Un million de personnes seraient inaptes à la conduite Personnes âgées invalides, malades souffrant d'insuffisances cardiaques, de problèmes de vue ou encore utilisateurs de psychotropesfigurent parmi les conducteurs qui mettraient en danger la vie d'autrui.
Le Conseil national de l'ordre des médecins réfléchit à la façon d'informer sans violer pour autant le secret médical.
Il est malade, prend un traitement incompatible avec la conduite automobile et se rend régulièrement chez son médecin… en voiture ! Des cas comme ceux-là, les praticiens en voient défiler des centaines dans leur cabinet. Des personnes âgées invalides, d'autres qui n'ont plus que 3/10es à chaque œil ou sont en insuffisance cardiaque majeure, d'autres encore qui prennent des psychotropes à haute dose ou qui affectionnent trop la bouteille… Tous ceux-là ne devraient plus toucher une voiture tant ils mettent en danger la vie des autres. Avec le plus grand mutisme des médecins.

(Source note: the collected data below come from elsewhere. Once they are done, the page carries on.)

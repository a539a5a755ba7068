//! Standard exit codes for CLI operations
//!
//! These exit codes follow Unix conventions and sysexits.h where applicable.

/// Success - operation completed without errors
pub const SUCCESS: i32 = 0;

/// General error - unspecified failure
pub const ERROR: i32 = 1;

/// Values error - values files or --set overrides are invalid
pub const VALUES_ERROR: i32 = 2;

/// Drift detected - `diff --exit-code` found changes
pub const DRIFT_DETECTED: i32 = 3;

/// Chart error - chart could not be fetched or loaded
pub const CHART_ERROR: i32 = 4;

/// IO error - file not found, permission denied, etc.
pub const IO_ERROR: i32 = 5;

/// Cluster error - cluster session or registry client could not be set up
pub const CLUSTER_ERROR: i32 = 6;

/// Release not found
pub const NOT_FOUND: i32 = 7;
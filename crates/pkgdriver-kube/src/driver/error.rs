//! Package driver errors

use std::fmt;
use thiserror::Error;

use crate::error::KubeError;
use pkgdriver_repo::RepoError;

/// Initialization step that failed
#[derive(Debug, Clone, Copy, PartialEq, Eq)]
pub enum InitStep {
    ClusterSession,
    RegistryClient,
    ActionConfig,
}

impl fmt::Display for InitStep {
    fn fmt(&self, f: &mut fmt::Formatter<'_>) -> fmt::Result {
        match self {
            Self::ClusterSession => write!(f, "establish cluster session"),
            Self::RegistryClient => write!(f, "create registry client"),
            Self::ActionConfig => write!(f, "initialize release actions"),
        }
    }
}

/// Errors surfaced by the package driver
#[derive(Debug, Error)]
pub enum DriverError {
    /// The driver could not be bound to a cluster
    #[error("failed to {operation} for cluster '{cluster}'")]
    Initialization {
        operation: InitStep,
        cluster: String,
        #[source]
        source: KubeError,
    },

    /// The chart could not be fetched or loaded
    #[error("failed to resolve chart {uri} for package '{name}'")]
    ChartResolution {
        name: String,
        uri: String,
        #[source]
        source: RepoError,
    },

    /// The release store failed for a reason other than a missing release
    #[error("failed to query release '{name}'")]
    ReleaseQuery {
        name: String,
        #[source]
        source: KubeError,
    },

    #[error("failed to install package '{name}'")]
    Install {
        name: String,
        #[source]
        source: KubeError,
    },

    #[error("failed to upgrade package '{name}'")]
    Upgrade {
        name: String,
        #[source]
        source: KubeError,
    },

    #[error("failed to uninstall package '{name}'")]
    Uninstall {
        name: String,
        #[source]
        source: KubeError,
    },

    /// No release to compare against
    #[error("release '{name}' not found")]
    NotFound {
        name: String,
        #[source]
        source: KubeError,
    },
}

impl DriverError {
    pub(crate) fn initialization(
        operation: InitStep,
        cluster: &str,
        source: impl Into<KubeError>,
    ) -> Self {
        Self::Initialization {
            operation,
            cluster: cluster.to_string(),
            source: source.into(),
        }
    }

    /// Package name the error is about, if any
    pub fn package(&self) -> Option<&str> {
        match self {
            Self::Initialization { .. } => None,
            Self::ChartResolution { name, .. }
            | Self::ReleaseQuery { name, .. }
            | Self::Install { name, .. }
            | Self::Upgrade { name, .. }
            | Self::Uninstall { name, .. }
            | Self::NotFound { name, .. } => Some(name),
        }
    }

    pub fn is_not_found(&self) -> bool {
        matches!(self, Self::NotFound { .. })
    }
}
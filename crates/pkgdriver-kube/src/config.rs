//! Driver configuration

use serde::{Deserialize, Serialize};

use crate::storage::StorageBackend;

/// Environment variable selecting the release storage backend
pub const STORAGE_ENV: &str = "PKGDRIVER_STORAGE";

/// Environment variable selecting the release storage namespace
pub const NAMESPACE_ENV: &str = "PKGDRIVER_NAMESPACE";

/// Namespace used when nothing else is configured
pub const DEFAULT_NAMESPACE: &str = "default";

/// Package driver settings
///
/// The storage backend is kept as written and parsed during initialization,
/// so an unknown backend name surfaces as an initialization failure.
#[derive(Debug, Clone, PartialEq, Eq, Serialize, Deserialize)]
#[serde(rename_all = "camelCase", default)]
pub struct DriverConfig {
    /// Release storage backend name (`secret` or `memory`)
    pub storage: String,

    /// Namespace releases are stored in
    pub namespace: String,
}

impl Default for DriverConfig {
    fn default() -> Self {
        Self {
            storage: StorageBackend::default().to_string(),
            namespace: DEFAULT_NAMESPACE.to_string(),
        }
    }
}

impl DriverConfig {
    /// Read overrides from `PKGDRIVER_STORAGE` and `PKGDRIVER_NAMESPACE`
    pub fn from_env() -> Self {
        Self::from_lookup(|key| std::env::var(key).ok())
    }

    fn from_lookup(lookup: impl Fn(&str) -> Option<String>) -> Self {
        let mut config = Self::default();
        if let Some(storage) = lookup(STORAGE_ENV).filter(|s| !s.is_empty()) {
            config.storage = storage;
        }
        if let Some(namespace) = lookup(NAMESPACE_ENV).filter(|s| !s.is_empty()) {
            config.namespace = namespace;
        }
        config
    }

    /// Use a specific backend
    pub fn with_storage(mut self, backend: StorageBackend) -> Self {
        self.storage = backend.to_string();
        self
    }

    /// Use a specific storage namespace
    pub fn with_namespace(mut self, namespace: impl Into<String>) -> Self {
        self.namespace = namespace.into();
        self
    }
}
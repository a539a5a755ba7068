//! pkgdriver core - shared types for the package driver
//!
//! This crate provides the foundational types used throughout pkgdriver:
//! - `PackageSource`: Where a package's chart lives (URI, version, digest)
//! - `Chart`: A loaded chart with metadata, default values and templates
//! - `Values`: Configuration values with deep merge and structural equality
//! - `Release`: One stored revision of an installed package

pub mod archive;
pub mod chart;
pub mod error;
pub mod release;
pub mod source;
pub mod values;

pub use chart::{Chart, ChartMetadata, DEFAULT_NAMESPACE_KEY};
pub use error::{CoreError, Result};
pub use release::{Release, ReleaseInfo, ReleaseStatus};
pub use source::PackageSource;
pub use values::{IMAGE_PULL_SECRETS_KEY, Values, parse_set_values};
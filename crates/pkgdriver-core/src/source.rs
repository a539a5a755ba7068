//! Package source references
//!
//! A package is located by a chart URI, a version tag and a content digest.

use serde::{Deserialize, Serialize};
use std::fmt;

use crate::error::{CoreError, Result};

/// URI schemes a chart reference may carry
pub const SUPPORTED_SCHEMES: [&str; 3] = ["https://", "http://", "oci://"];

/// Where a package's chart lives
#[derive(Debug, Clone, PartialEq, Eq, Serialize, Deserialize)]
#[serde(rename_all = "camelCase")]
pub struct PackageSource {
    /// Chart URI (`oci://registry/repository`, or an http(s) URL to a `.tgz`)
    pub uri: String,

    /// Version tag
    #[serde(default)]
    pub version: String,

    /// Content digest (`sha256:<hex>`)
    #[serde(default)]
    pub digest: String,
}

impl PackageSource {
    /// Create a source, rejecting an empty URI
    pub fn new(
        uri: impl Into<String>,
        version: impl Into<String>,
        digest: impl Into<String>,
    ) -> Result<Self> {
        let source = Self {
            uri: uri.into(),
            version: version.into(),
            digest: digest.into(),
        };
        source.validate()?;
        Ok(source)
    }

    /// Check that the source can be resolved at all
    pub fn validate(&self) -> Result<()> {
        if self.uri.trim().is_empty() {
            return Err(CoreError::InvalidSource {
                message: "chart URI is empty".to_string(),
            });
        }
        if self.version.is_empty() && self.digest.is_empty() {
            return Err(CoreError::InvalidSource {
                message: format!("{} has neither a version nor a digest", self.uri),
            });
        }
        if !self.digest.is_empty() && !self.digest.contains(':') {
            return Err(CoreError::InvalidSource {
                message: format!(
                    "digest '{}' must be of the form <algorithm>:<hex>",
                    self.digest
                ),
            });
        }
        Ok(())
    }

    /// Chart URI with a scheme; bare registry references are treated as OCI
    pub fn chart_uri(&self) -> String {
        if has_supported_scheme(&self.uri) {
            self.uri.clone()
        } else {
            format!("oci://{}", self.uri)
        }
    }

    /// Whether the chart is pulled from an OCI registry
    pub fn is_oci(&self) -> bool {
        self.chart_uri().starts_with("oci://")
    }

    /// Tag or digest used to locate the chart, digest first
    pub fn reference(&self) -> &str {
        if self.digest.is_empty() {
            &self.version
        } else {
            &self.digest
        }
    }
}

impl fmt::Display for PackageSource {
    fn fmt(&self, f: &mut fmt::Formatter<'_>) -> fmt::Result {
        write!(f, "{}", self.chart_uri())?;
        if !self.version.is_empty() {
            write!(f, ":{}", self.version)?;
        }
        if !self.digest.is_empty() {
            write!(f, "@{}", self.digest)?;
        }
        Ok(())
    }
}

/// Detect if the given URL has an acceptable scheme prefix
pub fn has_supported_scheme(url: &str) -> bool {
    SUPPORTED_SCHEMES.iter().any(|scheme| url.starts_with(scheme))
}

#[cfg(test)]
mod tests {
    use super::*;

    #[test]
    fn test_chart_uri_keeps_scheme() {
        let oci = PackageSource::new("oci://public.ecr.aws/pkgs/harbor", "1.0.0", "").unwrap();
        assert_eq!(oci.chart_uri(), "oci://public.ecr.aws/pkgs/harbor");
        assert!(oci.is_oci());

        let http = PackageSource::new("https://charts.example.com/app-1.0.0.tgz", "1.0.0", "").unwrap();
        assert_eq!(http.chart_uri(), "https://charts.example.com/app-1.0.0.tgz");
        assert!(!http.is_oci());
    }

    #[test]
    fn test_chart_uri_defaults_to_oci() {
        let source = PackageSource::new("public.ecr.aws/pkgs/harbor", "1.0.0", "").unwrap();
        assert_eq!(source.chart_uri(), "oci://public.ecr.aws/pkgs/harbor");
    }

    #[test]
    fn test_reference_prefers_digest() {
        let source = PackageSource::new("oci://reg/app", "1.0.0", "sha256:abc").unwrap();
        assert_eq!(source.reference(), "sha256:abc");

        let tagged = PackageSource::new("oci://reg/app", "1.0.0", "").unwrap();
        assert_eq!(tagged.reference(), "1.0.0");
    }

    #[test]
    fn test_validate() {
        assert!(PackageSource::new("", "1.0.0", "").is_err());
        assert!(PackageSource::new("oci://reg/app", "", "").is_err());
        assert!(PackageSource::new("oci://reg/app", "", "deadbeef").is_err());
        assert!(PackageSource::new("oci://reg/app", "", "sha256:deadbeef").is_ok());
    }

    #[test]
    fn test_display() {
        let source = PackageSource::new("reg/app", "1.0.0", "sha256:abc").unwrap();
        assert_eq!(source.to_string(), "oci://reg/app:1.0.0@sha256:abc");
    }

    #[test]
    fn test_supported_schemes() {
        assert!(has_supported_scheme("http://x"));
        assert!(has_supported_scheme("https://x"));
        assert!(has_supported_scheme("oci://x"));
        assert!(!has_supported_scheme("ftp://x"));
        assert!(!has_supported_scheme("x/y"));
    }
}
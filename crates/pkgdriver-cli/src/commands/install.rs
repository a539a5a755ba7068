//! Install command - create or upgrade a package on the target cluster

use console::style;
use pkgdriver_core::PackageSource;
use pkgdriver_kube::ReleaseAction;

use crate::error::Result;
use crate::{ClusterArgs, ValuesArgs};

/// Run the install command
pub async fn run(
    cluster: &ClusterArgs,
    name: &str,
    chart: &str,
    version: &str,
    digest: &str,
    namespace: &str,
    values_args: &ValuesArgs,
) -> Result<()> {
    let source = PackageSource::new(chart, version, digest)?;
    let values = super::load_values(values_args)?;

    println!(
        "{} Installing {} from {}",
        style("→").blue().bold(),
        style(name).cyan(),
        style(&source).yellow()
    );

    let session = super::connect(cluster).await?;
    let outcome = session.install(name, namespace, &source, values).await?;

    let verb = match outcome.action {
        ReleaseAction::Created => "installed",
        ReleaseAction::Upgraded => "upgraded",
    };
    println!(
        "{} Release {} {} in namespace {} (revision {})",
        style("✓").green().bold(),
        style(name).cyan(),
        verb,
        style(&outcome.namespace).yellow(),
        outcome.revision
    );

    for failure in &outcome.bookkeeping {
        eprintln!("{} {}", style("⚠").yellow(), failure);
    }

    Ok(())
}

Or, ce secret médical qui les oblige à garder le silence pèse de plus en plus à ces praticiens conscients qu'avec le vieillissement de la population, le nombre d'inaptes à la conduite ne fera que croître. Mais terrible dilemme : ils savent aussi que rompre le silence, c'est rompre le rapport de confiance avec les patients. «Si on avait le droit de signaler les personnes qui prennent le volant alors que c'est contre-indiqué, certains patients dissimuleraient leur état de santé», confie le Dr André Deseur, vice-président de la section exercice professionnel au Conseil national de l'ordre des médecins. Cette institution, qui veut préserver ces liens confidentiels, travaille à l'heure actuelle sur le moyen de faire néanmoins remonter les informations au sujet d'un patient dangereux. Véritable travail d'équilibriste : il s'agit d'informer sans violer le secret et cela passerait par une procédure nouvelle, qui devrait être présentée en début d'année à la session plénière de l'Ordre. En cas de validation, elle sera soumise ensuite aux pouvoirs publics.
L'intervention du préfet Concrètement, le patient remplirait un questionnaire médical évoquant les maladies et les traitements qu'il adresserait ensuite à son médecin. Ce dernier déciderait de l'envoyer ou non en consultation auprès d'un collège de médecins dans les préfectures, lesquelles se prononceraient sur l'aptitude ou non à la conduite. «Le secret médical serait ainsi protégé», estime André Deseur précisant qu'en cas de fausse déclaration du patient, les conséquences seraient lourdes. «Sur le plan pénal et du côté des assurances en cas d'accident», souligne-t-il, en rappelant qu'il y a deux années, l'Ordre, en partenariat avec l'Académie nationale de médecine, avait tenté d'élaborer une procédure. Un projet qui avait achoppé faute d'accord. Car du côté de l'Académie, une autre piste avait été explorée : celle d'une entorse à la violation du secret médical.
«A-t-on le droit de laisser quelqu'un mettre en jeu la vie d'autrui ?», interroge le Pr Henry Hamard, membre de l'Académie, qui avait travaillé sur ce protocole commun et espère que les pouvoirs publics se pencheront sur ce délicat sujet. «Les spécialistes estiment à un million le nombre de personnes qui ne devraient pas conduire en raison de leur état de santé», dit-il. «En matière de persuasion, le médecin a un rôle important à jouer. Mais encore faut-il qu'il soit bien informé et sensibilisé au sujet, ce qui est loin d'être le cas», explique de son côté le Dr Charles Mercier-Guyon, secrétaire du Conseil médical à la Prévention routière. La famille peut aussi faire barrage. «Avec mon frère, on a été obligé de confisquer les clés de son véhicule à notre père âgé de90 ans et invalide. Ce fut un déchirement pour nous et un drame pour lui», raconte un père de famille. Mais si les proches échouent, il leur reste la possibilité de recourir à une procédure rarement utilisée. Ils peuvent informer le préfet qui, après avis de la commission médicale départementale, décide du sort du conducteur.
Le gouvernement ne semble pas encore enclin à faire ce qui se fait à l'étranger, comme l'a rappelé le secrétaire d'État aux Transports, Dominique Bussereau, interrogé sur le sujet par le sénateur, Michel Houel. Pour lui, si des examens médicaux devaient être mis en place, ils concerneraient tous les usagers. Sans distinction. «L'inaptitude à la conduite dépend davantage de l'état de santé du conducteur que de son âge», estime Bussereau. «Mais qui paiera alors ces contrôles ?», s'interroge le Pr Henry Hamard, membre de l'Académie de médecine, qui évalue à 28 euros le coût de chaque examen.